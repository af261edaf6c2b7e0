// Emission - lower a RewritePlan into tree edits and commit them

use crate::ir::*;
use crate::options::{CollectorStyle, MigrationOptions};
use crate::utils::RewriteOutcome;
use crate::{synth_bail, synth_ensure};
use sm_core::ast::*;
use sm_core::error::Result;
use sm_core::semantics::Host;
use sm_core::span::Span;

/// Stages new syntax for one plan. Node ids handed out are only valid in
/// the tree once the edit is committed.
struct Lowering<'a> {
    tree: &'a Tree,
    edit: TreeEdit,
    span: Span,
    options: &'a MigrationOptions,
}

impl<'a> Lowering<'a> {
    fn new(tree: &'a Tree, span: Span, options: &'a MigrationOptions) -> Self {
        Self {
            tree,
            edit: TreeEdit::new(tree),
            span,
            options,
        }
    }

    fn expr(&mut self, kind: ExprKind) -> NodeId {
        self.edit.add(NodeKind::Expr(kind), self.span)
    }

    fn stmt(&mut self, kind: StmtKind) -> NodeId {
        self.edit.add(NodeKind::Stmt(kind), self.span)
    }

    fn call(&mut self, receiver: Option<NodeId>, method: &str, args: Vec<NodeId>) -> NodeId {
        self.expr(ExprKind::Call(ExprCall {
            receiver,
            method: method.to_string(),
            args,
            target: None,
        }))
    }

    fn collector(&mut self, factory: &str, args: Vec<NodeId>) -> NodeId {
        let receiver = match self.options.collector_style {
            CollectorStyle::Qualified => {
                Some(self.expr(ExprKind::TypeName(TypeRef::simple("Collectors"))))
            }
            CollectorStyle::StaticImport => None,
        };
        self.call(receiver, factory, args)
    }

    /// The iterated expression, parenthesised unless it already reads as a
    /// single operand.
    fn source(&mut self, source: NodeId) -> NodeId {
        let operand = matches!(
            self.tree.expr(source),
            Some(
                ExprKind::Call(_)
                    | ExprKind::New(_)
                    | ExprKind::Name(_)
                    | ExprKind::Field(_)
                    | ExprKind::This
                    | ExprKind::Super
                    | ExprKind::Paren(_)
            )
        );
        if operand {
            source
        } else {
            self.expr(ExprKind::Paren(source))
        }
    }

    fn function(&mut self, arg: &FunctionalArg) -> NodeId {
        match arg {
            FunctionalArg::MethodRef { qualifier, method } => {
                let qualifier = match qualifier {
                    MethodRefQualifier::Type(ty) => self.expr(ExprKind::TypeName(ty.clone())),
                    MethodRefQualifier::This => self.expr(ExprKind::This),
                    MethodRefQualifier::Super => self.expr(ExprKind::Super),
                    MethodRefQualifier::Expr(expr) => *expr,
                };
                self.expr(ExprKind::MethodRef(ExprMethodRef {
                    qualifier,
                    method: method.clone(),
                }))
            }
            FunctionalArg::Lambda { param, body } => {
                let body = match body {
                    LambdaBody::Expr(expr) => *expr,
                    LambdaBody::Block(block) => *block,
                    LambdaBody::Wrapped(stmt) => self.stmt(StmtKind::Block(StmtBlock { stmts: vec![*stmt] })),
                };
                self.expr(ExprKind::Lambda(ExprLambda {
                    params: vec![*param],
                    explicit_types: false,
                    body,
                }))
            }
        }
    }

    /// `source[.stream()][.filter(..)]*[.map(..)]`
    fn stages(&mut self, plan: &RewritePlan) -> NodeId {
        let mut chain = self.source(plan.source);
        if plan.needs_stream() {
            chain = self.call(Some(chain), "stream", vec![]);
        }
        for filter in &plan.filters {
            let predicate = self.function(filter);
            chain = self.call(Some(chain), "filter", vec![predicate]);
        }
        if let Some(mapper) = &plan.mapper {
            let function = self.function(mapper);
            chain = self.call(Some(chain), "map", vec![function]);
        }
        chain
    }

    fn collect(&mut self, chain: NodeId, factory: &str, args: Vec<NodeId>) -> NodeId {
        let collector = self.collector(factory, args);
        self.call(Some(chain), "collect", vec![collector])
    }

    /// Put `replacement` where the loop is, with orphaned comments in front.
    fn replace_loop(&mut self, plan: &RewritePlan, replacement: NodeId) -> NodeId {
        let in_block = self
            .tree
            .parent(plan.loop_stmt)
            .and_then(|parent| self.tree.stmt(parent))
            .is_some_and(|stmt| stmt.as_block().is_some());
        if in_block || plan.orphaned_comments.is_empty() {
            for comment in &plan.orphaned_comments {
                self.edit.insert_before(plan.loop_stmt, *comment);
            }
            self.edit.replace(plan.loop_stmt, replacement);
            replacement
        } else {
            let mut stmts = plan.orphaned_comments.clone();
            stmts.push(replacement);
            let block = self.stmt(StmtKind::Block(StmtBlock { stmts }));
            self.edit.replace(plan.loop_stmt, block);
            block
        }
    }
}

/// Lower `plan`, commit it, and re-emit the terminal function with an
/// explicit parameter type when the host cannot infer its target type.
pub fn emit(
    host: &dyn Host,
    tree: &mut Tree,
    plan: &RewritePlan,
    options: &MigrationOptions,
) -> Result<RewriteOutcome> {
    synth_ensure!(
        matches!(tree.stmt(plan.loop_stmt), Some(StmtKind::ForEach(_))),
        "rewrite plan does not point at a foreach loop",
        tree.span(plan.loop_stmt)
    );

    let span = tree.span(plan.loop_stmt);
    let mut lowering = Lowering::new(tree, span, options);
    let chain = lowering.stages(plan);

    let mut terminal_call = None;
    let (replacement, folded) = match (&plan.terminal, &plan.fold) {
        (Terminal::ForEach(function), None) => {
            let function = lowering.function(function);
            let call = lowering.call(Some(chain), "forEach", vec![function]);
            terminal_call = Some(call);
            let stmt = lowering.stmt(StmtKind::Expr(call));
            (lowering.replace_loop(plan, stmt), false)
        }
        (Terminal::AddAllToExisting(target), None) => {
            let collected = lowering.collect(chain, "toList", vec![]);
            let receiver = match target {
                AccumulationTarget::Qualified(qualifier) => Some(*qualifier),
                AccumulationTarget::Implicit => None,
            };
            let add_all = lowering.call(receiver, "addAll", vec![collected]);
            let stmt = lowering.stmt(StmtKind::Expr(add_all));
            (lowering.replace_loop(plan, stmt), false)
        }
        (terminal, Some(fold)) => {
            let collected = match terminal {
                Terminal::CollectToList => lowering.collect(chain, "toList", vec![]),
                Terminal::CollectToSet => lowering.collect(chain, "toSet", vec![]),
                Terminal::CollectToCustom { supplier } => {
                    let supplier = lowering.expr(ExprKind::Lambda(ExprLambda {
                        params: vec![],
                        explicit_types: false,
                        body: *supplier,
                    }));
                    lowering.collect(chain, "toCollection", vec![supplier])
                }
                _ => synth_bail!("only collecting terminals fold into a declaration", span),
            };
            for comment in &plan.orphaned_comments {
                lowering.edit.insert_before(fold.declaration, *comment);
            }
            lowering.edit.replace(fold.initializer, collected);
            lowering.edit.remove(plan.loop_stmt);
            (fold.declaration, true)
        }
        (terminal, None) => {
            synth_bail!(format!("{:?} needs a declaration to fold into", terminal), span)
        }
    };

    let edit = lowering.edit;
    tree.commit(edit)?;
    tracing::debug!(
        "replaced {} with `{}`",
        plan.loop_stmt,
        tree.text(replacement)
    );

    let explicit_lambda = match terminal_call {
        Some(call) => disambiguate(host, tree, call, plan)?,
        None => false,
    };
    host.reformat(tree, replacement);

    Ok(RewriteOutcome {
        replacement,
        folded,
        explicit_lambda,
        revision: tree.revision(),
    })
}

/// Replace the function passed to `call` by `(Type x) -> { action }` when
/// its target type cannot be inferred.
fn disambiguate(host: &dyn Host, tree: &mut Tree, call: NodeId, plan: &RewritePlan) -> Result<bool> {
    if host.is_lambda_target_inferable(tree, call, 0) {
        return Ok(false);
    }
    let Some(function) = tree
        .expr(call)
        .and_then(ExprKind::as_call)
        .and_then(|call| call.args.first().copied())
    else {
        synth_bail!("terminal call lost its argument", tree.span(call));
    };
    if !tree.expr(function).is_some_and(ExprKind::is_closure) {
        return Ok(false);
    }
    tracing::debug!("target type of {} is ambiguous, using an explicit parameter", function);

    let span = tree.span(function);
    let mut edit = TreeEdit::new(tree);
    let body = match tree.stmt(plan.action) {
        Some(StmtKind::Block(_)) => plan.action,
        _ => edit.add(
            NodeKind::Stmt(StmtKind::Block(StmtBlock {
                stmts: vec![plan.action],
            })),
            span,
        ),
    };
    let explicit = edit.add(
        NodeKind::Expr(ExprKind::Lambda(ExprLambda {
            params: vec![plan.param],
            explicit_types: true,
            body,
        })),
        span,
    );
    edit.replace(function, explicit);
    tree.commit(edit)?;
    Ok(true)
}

What you are asked to do:
When a line in the records above contains the word "receiver", copy it.

Written answer:
    fn call(&mut self, receiver: Option<NodeId>, method: &str, args: Vec<NodeId>) -> NodeId {
            receiver,
        let receiver = match self.options.collector_style {
        self.call(receiver, factory, args)
            let receiver = match target {
            let add_all = lowering.call(receiver, "addAll", vec![collected]);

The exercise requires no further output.